━━ MATERIAL SUPPLIED

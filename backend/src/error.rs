//! Error handling for the Retail Back-Office Platform
//!
//! Every failure surfaces as a consistent JSON envelope; formula errors are
//! the one recoverable, user-visible case and map to 422.

use axum::{
    http::StatusCode,
    response::{IntoResponse, Response},
    Json,
};
use serde::Serialize;
use shared::grid::FormulaError;
use thiserror::Error;

/// Application error types
#[derive(Error, Debug)]
pub enum AppError {
    // Validation errors
    #[error("Validation error: {message}")]
    Validation { field: String, message: String },

    #[error("Resource not found: {0}")]
    NotFound(String),

    #[error("Duplicate entry: {0}")]
    DuplicateEntry(String),

    // Business logic errors
    #[error("Invalid state transition: {0}")]
    InvalidStateTransition(String),

    // Formula errors (recoverable, surfaced to the grid UI)
    #[error("Formula error: {0}")]
    Formula(#[from] FormulaError),

    #[error("Export error: {0}")]
    Export(String),

    #[error("Configuration error: {0}")]
    Configuration(String),

    // Database errors
    #[error("Database error: {0}")]
    DatabaseError(#[from] sqlx::Error),

    // Internal errors
    #[error("Internal server error: {0}")]
    Internal(String),

    #[error("Internal server error")]
    InternalError(#[from] anyhow::Error),
}

/// Error response structure
#[derive(Serialize)]
pub struct ErrorResponse {
    pub error: ErrorDetail,
}

#[derive(Serialize)]
pub struct ErrorDetail {
    pub code: String,
    pub message: String,
    #[serde(skip_serializing_if = "Option::is_none")]
    pub field: Option<String>,
}

impl IntoResponse for AppError {
    fn into_response(self) -> Response {
        let (status, error_detail) = match &self {
            AppError::Validation { field, message } => (
                StatusCode::BAD_REQUEST,
                ErrorDetail {
                    code: "VALIDATION_ERROR".to_string(),
                    message: message.clone(),
                    field: Some(field.clone()),
                },
            ),
            AppError::NotFound(resource) => (
                StatusCode::NOT_FOUND,
                ErrorDetail {
                    code: "NOT_FOUND".to_string(),
                    message: format!("{} not found", resource),
                    field: None,
                },
            ),
            AppError::DuplicateEntry(field) => (
                StatusCode::CONFLICT,
                ErrorDetail {
                    code: "DUPLICATE_ENTRY".to_string(),
                    message: format!("A record with this {} already exists", field),
                    field: Some(field.clone()),
                },
            ),
            AppError::InvalidStateTransition(msg) => (
                StatusCode::UNPROCESSABLE_ENTITY,
                ErrorDetail {
                    code: "INVALID_STATE_TRANSITION".to_string(),
                    message: msg.clone(),
                    field: None,
                },
            ),
            AppError::Formula(err) => (
                StatusCode::UNPROCESSABLE_ENTITY,
                ErrorDetail {
                    code: "FORMULA_ERROR".to_string(),
                    message: err.to_string(),
                    field: None,
                },
            ),
            AppError::Export(msg) => (
                StatusCode::INTERNAL_SERVER_ERROR,
                ErrorDetail {
                    code: "EXPORT_ERROR".to_string(),
                    message: msg.clone(),
                    field: None,
                },
            ),
            AppError::Configuration(msg) => (
                StatusCode::INTERNAL_SERVER_ERROR,
                ErrorDetail {
                    code: "CONFIGURATION_ERROR".to_string(),
                    message: msg.clone(),
                    field: None,
                },
            ),
            AppError::DatabaseError(_) => (
                StatusCode::INTERNAL_SERVER_ERROR,
                ErrorDetail {
                    code: "DATABASE_ERROR".to_string(),
                    message: "A database error occurred".to_string(),
                    field: None,
                },
            ),
            AppError::Internal(msg) => (
                StatusCode::INTERNAL_SERVER_ERROR,
                ErrorDetail {
                    code: "INTERNAL_ERROR".to_string(),
                    message: msg.clone(),
                    field: None,
                },
            ),
            AppError::InternalError(_) => (
                StatusCode::INTERNAL_SERVER_ERROR,
                ErrorDetail {
                    code: "INTERNAL_ERROR".to_string(),
                    message: "An internal server error occurred".to_string(),
                    field: None,
                },
            ),
        };

        // Log the error for debugging
        tracing::error!("Error: {:?}", self);

        (status, Json(ErrorResponse { error: error_detail })).into_response()
    }
}

/// Result type alias for handlers
pub type AppResult<T> = Result<T, AppError>;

━━━━

## WORK TO BE COMPLETED
Wherever "recoverable" occurs in the entries above, copy the line it sits on.

## COMPLETED TASK
//! the one recoverable, user-visible case and map to 422.
    // Formula errors (recoverable, surfaced to the grid UI)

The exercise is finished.